Community Forum Addresses Problems of HIV Criminalization
On Thursday, May 24 the Center and several other agencies co-sponsored a community forum on HIV criminalization featuring a screening of a short film, HIV is Not a Crime followed by a panel discussion.
Panelists included Robert Suttle, Assistant Director of The Sero Project, who was convicted and incarcerated in Louisiana for HIV non-disclosure, Attorney Beirne Roose-Snyder from The Positive Justice Project, and Sean Strub of Poz Magazine and Executive Director of The Sero Project.
Partner organizations included the Positive Justice Project, ACT UP, SERO, Queerocracy and the Center.
Here are several points covered during the May 24 discussion:
-HIV criminalization penalties are vastly disproportionate to any potential risk or actual harm.

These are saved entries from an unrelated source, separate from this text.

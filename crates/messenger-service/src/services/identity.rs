//! Identity resolver
//!
//! Maps a verified principal to the internal user, creating the user the
//! first time the principal is seen.

use messenger_core::entities::{Principal, User};
use messenger_core::DomainError;
use tracing::{info, instrument};

use super::context::ServiceContext;
use super::error::ServiceResult;

/// Identity resolver
pub struct IdentityResolver<'a> {
    ctx: &'a ServiceContext,
}

impl<'a> IdentityResolver<'a> {
    /// Create a new IdentityResolver
    pub fn new(ctx: &'a ServiceContext) -> Self {
        Self { ctx }
    }

    /// Verify a bearer token and resolve the principal it names
    #[instrument(skip(self, token))]
    pub async fn authenticate(&self, token: &str) -> ServiceResult<User> {
        let principal = self.ctx.jwt_service().verify(token)?;
        self.resolve(Some(&principal)).await
    }

    /// Resolve a principal to its user, creating the user on first sight
    ///
    /// Concurrent first resolutions of one principal converge on a single
    /// row through the unique external id.
    #[instrument(
        skip(self, principal),
        fields(external_id = principal.map(|p| p.external_id.as_str()))
    )]
    pub async fn resolve(&self, principal: Option<&Principal>) -> ServiceResult<User> {
        let principal = principal.ok_or(DomainError::MissingPrincipal)?;

        if let Some(user) = self
            .ctx
            .storage(self.ctx.user_repo().find_by_external_id(&principal.external_id))
            .await?
        {
            return Ok(user);
        }

        let profile = self.ctx.identity_provider().fetch_profile(principal).await?;
        let candidate =
            User::from_profile(self.ctx.generate_id(), &principal.external_id, &profile);

        let user = self
            .ctx
            .storage(self.ctx.user_repo().create_or_get(&candidate))
            .await?;

        if user.id == candidate.id {
            info!(user_id = %user.id, "User created on first sign-in");
        }

        Ok(user)
    }
}

#[cfg(test)]
mod tests {
    use std::sync::atomic::{AtomicUsize, Ordering};
    use std::sync::Arc;

    use async_trait::async_trait;
    use messenger_core::traits::{IdentityProvider, RepoResult};
    use messenger_core::{ErrorKind, IdentityProfile};

    use super::*;
    use crate::services::test_support::{context_with_provider, TestContext};

    /// Counts calls and always answers with the same profile
    #[derive(Default)]
    struct CountingProvider {
        calls: AtomicUsize,
    }

    #[async_trait]
    impl IdentityProvider for CountingProvider {
        async fn fetch_profile(&self, _principal: &Principal) -> RepoResult<IdentityProfile> {
            self.calls.fetch_add(1, Ordering::SeqCst);
            tokio::task::yield_now().await;
            Ok(IdentityProfile {
                first_name: Some("Ada".to_string()),
                last_name: Some("Lovelace".to_string()),
                emails: vec!["ada@example.com".to_string()],
                image_url: None,
            })
        }
    }

    struct MissingProvider;

    #[async_trait]
    impl IdentityProvider for MissingProvider {
        async fn fetch_profile(&self, principal: &Principal) -> RepoResult<IdentityProfile> {
            Err(DomainError::UnknownPrincipal(principal.external_id.clone()))
        }
    }

    #[tokio::test]
    async fn test_missing_principal_is_unauthenticated() {
        let t = TestContext::new();
        let err = IdentityResolver::new(&t.ctx).resolve(None).await.unwrap_err();
        assert_eq!(err.kind(), ErrorKind::Unauthenticated);
    }

    #[tokio::test]
    async fn test_first_sight_creates_then_reuses() {
        let provider = Arc::new(CountingProvider::default());
        let t = context_with_provider(provider.clone());
        let resolver = IdentityResolver::new(&t.ctx);
        let principal = Principal::new("user_ada");

        let first = resolver.resolve(Some(&principal)).await.unwrap();
        let second = resolver.resolve(Some(&principal)).await.unwrap();

        assert_eq!(first.id, second.id);
        assert_eq!(first.name, "Ada Lovelace");
        assert_eq!(first.email, "ada@example.com");
        assert_eq!(provider.calls.load(Ordering::SeqCst), 1);
    }

    #[tokio::test(flavor = "multi_thread", worker_threads = 4)]
    async fn test_concurrent_first_resolutions_create_one_user() {
        let provider = Arc::new(CountingProvider::default());
        let t = context_with_provider(provider);
        let principal = Principal::new("user_race");

        let tasks: Vec<_> = (0..16)
            .map(|_| {
                let ctx = t.ctx.clone();
                let principal = principal.clone();
                tokio::spawn(async move {
                    IdentityResolver::new(&ctx).resolve(Some(&principal)).await
                })
            })
            .collect();

        let ids: Vec<_> = futures::future::join_all(tasks)
            .await
            .into_iter()
            .map(|r| r.unwrap().unwrap().id)
            .collect();

        assert!(ids.windows(2).all(|w| w[0] == w[1]));
    }

    #[tokio::test]
    async fn test_unknown_principal_at_provider() {
        let t = context_with_provider(Arc::new(MissingProvider));
        let err = IdentityResolver::new(&t.ctx)
            .resolve(Some(&Principal::new("ghost")))
            .await
            .unwrap_err();
        assert_eq!(err.kind(), ErrorKind::Unauthenticated);
    }

    #[tokio::test]
    async fn test_authenticate_with_token() {
        let t = TestContext::new();
        let token = t.token_for("user_tok");

        let user = IdentityResolver::new(&t.ctx).authenticate(&token).await.unwrap();
        assert_eq!(user.external_id, "user_tok");

        let err = IdentityResolver::new(&t.ctx)
            .authenticate("not-a-token")
            .await
            .unwrap_err();
        assert_eq!(err.status_code(), 401);
    }
}
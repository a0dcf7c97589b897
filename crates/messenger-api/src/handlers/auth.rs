//! Authentication handlers
//!
//! Token verification happens in the [`AuthUser`] extractor; these endpoints
//! expose the resolved user.

use axum::{extract::State, Json};
use messenger_service::dto::UserResponse;
use messenger_service::UserService;

use crate::extractors::AuthUser;
use crate::response::ApiResult;
use crate::state::AppState;

/// Sign-in callback: resolves the principal, creating the user on first sight
///
/// POST /api/auth/callback
pub async fn callback(auth: AuthUser) -> Json<UserResponse> {
    Json(UserResponse::from(auth.user))
}

/// Get current user
///
/// GET /api/auth/me
pub async fn me(State(state): State<AppState>, auth: AuthUser) -> ApiResult<Json<UserResponse>> {
    let service = UserService::new(state.service_context());
    let user = service.current_user(auth.user_id()).await?;
    Ok(Json(user))
}
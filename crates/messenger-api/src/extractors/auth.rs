//! Authentication extractor
//!
//! Verifies the bearer token and resolves its principal to the internal
//! user, creating the user on first sight.

use axum::{
    async_trait,
    extract::{FromRef, FromRequestParts},
    http::request::Parts,
};
use axum_extra::{
    headers::{authorization::Bearer, Authorization},
    TypedHeader,
};
use messenger_core::{Snowflake, User};
use messenger_service::IdentityResolver;

use crate::response::ApiError;
use crate::state::AppState;

/// Authenticated caller
#[derive(Debug, Clone)]
pub struct AuthUser {
    pub user: User,
}

impl AuthUser {
    pub fn user_id(&self) -> Snowflake {
        self.user.id
    }
}

#[async_trait]
impl<S> FromRequestParts<S> for AuthUser
where
    S: Send + Sync,
    AppState: FromRef<S>,
{
    type Rejection = ApiError;

    async fn from_request_parts(parts: &mut Parts, state: &S) -> Result<Self, Self::Rejection> {
        let TypedHeader(Authorization(bearer)) =
            TypedHeader::<Authorization<Bearer>>::from_request_parts(parts, state)
                .await
                .map_err(|_| ApiError::MissingAuth)?;

        let app_state = AppState::from_ref(state);
        let user = IdentityResolver::new(app_state.service_context())
            .authenticate(bearer.token())
            .await
            .map_err(|e| {
                tracing::warn!(error = %e, "Rejected bearer token");
                e
            })?;

        Ok(AuthUser { user })
    }
}
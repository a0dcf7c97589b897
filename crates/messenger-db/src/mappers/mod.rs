//! Entity to model mappers
//!
//! Conversions between domain entities (messenger-core) and database rows.
//! Enum columns are closed sets, so rows carrying an unknown value fail the
//! conversion with `DomainError::DatabaseError` instead of being coerced.

mod chat;
mod message;
mod user;

use messenger_core::error::DomainError;
use messenger_core::UnknownVariant;

pub use chat::{ChatInsert, MemberInsert};
pub use message::MessageInsert;

fn corrupt_row(e: UnknownVariant) -> DomainError {
    DomainError::DatabaseError(format!("corrupt row: {e}"))
}
//! # messenger-db
//!
//! Storage layer implementing the messenger-core repository traits.
//!
//! ## Overview
//!
//! - PostgreSQL repositories via SQLx (`Pg*Repository`), with models, mappers
//!   and the bundled schema migrations
//! - [`MemoryStore`], an in-process implementation of the same traits used
//!   when no database is configured and by the service tests
//!
//! ## Usage
//!
//! ```rust,ignore
//! use messenger_db::pool::{create_pool, run_migrations, DatabaseConfig};
//! use messenger_db::PgChatRepository;
//!
//! async fn example() -> Result<(), Box<dyn std::error::Error>> {
//!     let pool = create_pool(&DatabaseConfig::new("postgres://localhost/messenger")).await?;
//!     run_migrations(&pool).await?;
//!     let chats = PgChatRepository::new(pool);
//!     Ok(())
//! }
//! ```

pub mod mappers;
pub mod memory;
pub mod models;
pub mod pool;
pub mod repositories;

// Re-export commonly used types
pub use memory::MemoryStore;
pub use pool::{create_pool, ping, run_migrations, DatabaseConfig, PgPool};
pub use repositories::{
    map_db_error, PgChatRepository, PgMessageRepository, PgReactionRepository, PgUserRepository,
};
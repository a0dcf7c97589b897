//! Ports - storage repositories and external collaborators

mod ports;
mod repositories;

pub use ports::{EventNotifier, IdentityProvider};
pub use repositories::{
    ChatRepository, MessageQuery, MessageRepository, ReactionRepository, RepoResult,
    UserRepository, MAX_MESSAGE_PAGE,
};
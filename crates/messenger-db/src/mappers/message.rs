//! Message, attachment and reaction entity <-> model mappers

use messenger_core::entities::{Attachment, Message, MessageType, Reaction};
use messenger_core::error::DomainError;
use messenger_core::value_objects::Snowflake;

use super::corrupt_row;
use crate::models::{AttachmentModel, MessageModel, ReactionModel};

impl TryFrom<MessageModel> for Message {
    type Error = DomainError;

    fn try_from(model: MessageModel) -> Result<Self, Self::Error> {
        Ok(Message {
            id: Snowflake::new(model.id),
            chat_id: Snowflake::new(model.chat_id),
            sender_id: Snowflake::new(model.sender_id),
            text: model.text,
            message_type: model.message_type.parse::<MessageType>().map_err(corrupt_row)?,
            reply_to_id: model.reply_to_id.map(Snowflake::new),
            created_at: model.created_at,
        })
    }
}

impl From<AttachmentModel> for Attachment {
    fn from(model: AttachmentModel) -> Self {
        Attachment {
            id: Snowflake::new(model.id),
            message_id: Snowflake::new(model.message_id),
            url: model.url,
            name: model.name,
            size: model.size,
            mime_type: model.mime_type,
        }
    }
}

impl From<ReactionModel> for Reaction {
    fn from(model: ReactionModel) -> Self {
        Reaction {
            message_id: Snowflake::new(model.message_id),
            user_id: Snowflake::new(model.user_id),
            emoji: model.emoji,
            created_at: model.created_at,
        }
    }
}

/// Convert Message entity reference to values for database insertion
pub struct MessageInsert<'a> {
    pub id: i64,
    pub chat_id: i64,
    pub sender_id: i64,
    pub text: Option<&'a str>,
    pub message_type: &'static str,
    pub reply_to_id: Option<i64>,
    pub created_at: chrono::DateTime<chrono::Utc>,
}

impl<'a> MessageInsert<'a> {
    pub fn new(message: &'a Message) -> Self {
        Self {
            id: message.id.into_inner(),
            chat_id: message.chat_id.into_inner(),
            sender_id: message.sender_id.into_inner(),
            text: message.text.as_deref(),
            message_type: message.message_type.as_str(),
            reply_to_id: message.reply_to_id.map(Snowflake::into_inner),
            created_at: message.created_at,
        }
    }
}
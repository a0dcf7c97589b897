//! Message and attachment entities

use std::fmt;
use std::str::FromStr;

use chrono::{DateTime, Utc};
use serde::{Deserialize, Serialize};

use super::UnknownVariant;
use crate::value_objects::Snowflake;

#[derive(Debug, Clone, Copy, PartialEq, Eq, Hash, Default, Serialize, Deserialize)]
#[serde(rename_all = "SCREAMING_SNAKE_CASE")]
pub enum MessageType {
    #[default]
    Text,
    Image,
    Video,
    Audio,
    File,
    System,
}

impl MessageType {
    pub fn as_str(self) -> &'static str {
        match self {
            Self::Text => "text",
            Self::Image => "image",
            Self::Video => "video",
            Self::Audio => "audio",
            Self::File => "file",
            Self::System => "system",
        }
    }
}

impl fmt::Display for MessageType {
    fn fmt(&self, f: &mut fmt::Formatter<'_>) -> fmt::Result {
        f.write_str(self.as_str())
    }
}

impl FromStr for MessageType {
    type Err = UnknownVariant;

    fn from_str(s: &str) -> Result<Self, Self::Err> {
        match s {
            "text" => Ok(Self::Text),
            "image" => Ok(Self::Image),
            "video" => Ok(Self::Video),
            "audio" => Ok(Self::Audio),
            "file" => Ok(Self::File),
            "system" => Ok(Self::System),
            other => Err(UnknownVariant::new("message type", other)),
        }
    }
}

#[derive(Debug, Clone, PartialEq, Eq)]
pub struct Message {
    pub id: Snowflake,
    pub chat_id: Snowflake,
    pub sender_id: Snowflake,
    pub text: Option<String>,
    pub message_type: MessageType,
    pub reply_to_id: Option<Snowflake>,
    pub created_at: DateTime<Utc>,
}

impl Message {
    pub fn new(id: Snowflake, chat_id: Snowflake, sender_id: Snowflake) -> Self {
        Self {
            id,
            chat_id,
            sender_id,
            text: None,
            message_type: MessageType::Text,
            reply_to_id: None,
            created_at: Utc::now(),
        }
    }

    #[must_use]
    pub fn with_text(mut self, text: impl Into<String>) -> Self {
        self.text = Some(text.into());
        self
    }

    #[inline]
    pub fn has_text(&self) -> bool {
        self.text.as_deref().is_some_and(|t| !t.trim().is_empty())
    }
}

/// File attached to a message; created in the same unit of work as its message
#[derive(Debug, Clone, PartialEq, Eq)]
pub struct Attachment {
    pub id: Snowflake,
    pub message_id: Snowflake,
    pub url: String,
    pub name: String,
    pub size: i64,
    pub mime_type: String,
}
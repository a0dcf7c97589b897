//! Message database model

use chrono::{DateTime, Utc};
use sqlx::FromRow;

/// Database model for messages table
#[derive(Debug, Clone, FromRow)]
pub struct MessageModel {
    pub id: i64,
    pub chat_id: i64,
    pub sender_id: i64,
    pub text: Option<String>,
    #[sqlx(rename = "type")]
    pub message_type: String,
    pub reply_to_id: Option<i64>,
    pub created_at: DateTime<Utc>,
}

impl MessageModel {
    /// Check if message is a reply
    #[inline]
    pub fn is_reply(&self) -> bool {
        self.reply_to_id.is_some()
    }
}

/// Database model for attachments table
#[derive(Debug, Clone, FromRow)]
pub struct AttachmentModel {
    pub id: i64,
    pub message_id: i64,
    pub url: String,
    pub name: String,
    pub size: i64,
    pub mime_type: String,
}

/// Per-chat unread tally (from query)
#[derive(Debug, Clone, FromRow)]
pub struct UnreadCountModel {
    pub chat_id: i64,
    pub unread: i64,
}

-HIV criminalization undercuts most basic message about sexual health, which is that each person must ultimately be responsible for him or herself.
-HIV criminalization is inherently discriminatory, and singles HIV out in an exceptional manner, treating it differently from other sexually transmitted infections which, if left untreated, can also cause serious harm.
-HIV criminalization creates a “viral underclass” in the law, creating different criminal law for people with HIV than for everyone else.
-Prosecutions have little or nothing to do with contemporary science or whether or not there is an actual risk present; they are about whether or not the person with HIV can prove disclosure.
-HIV criminalization leads to poor public health policy because it discourages testing (ignorance of one’s HIV status is the best defense)
- HIV criminalization discourages disclosure, for fear of someone from one’s past coming forward; every person with HIV is now one disgruntled ex-partner away from being in a courtroom.
-Mounting evidence shows these laws don’t achieve their intended purpose (to reduce HIV transmission); a growing body of evidence shows they actually contribute to the spread of HIV by driving stigma and discouraging testing.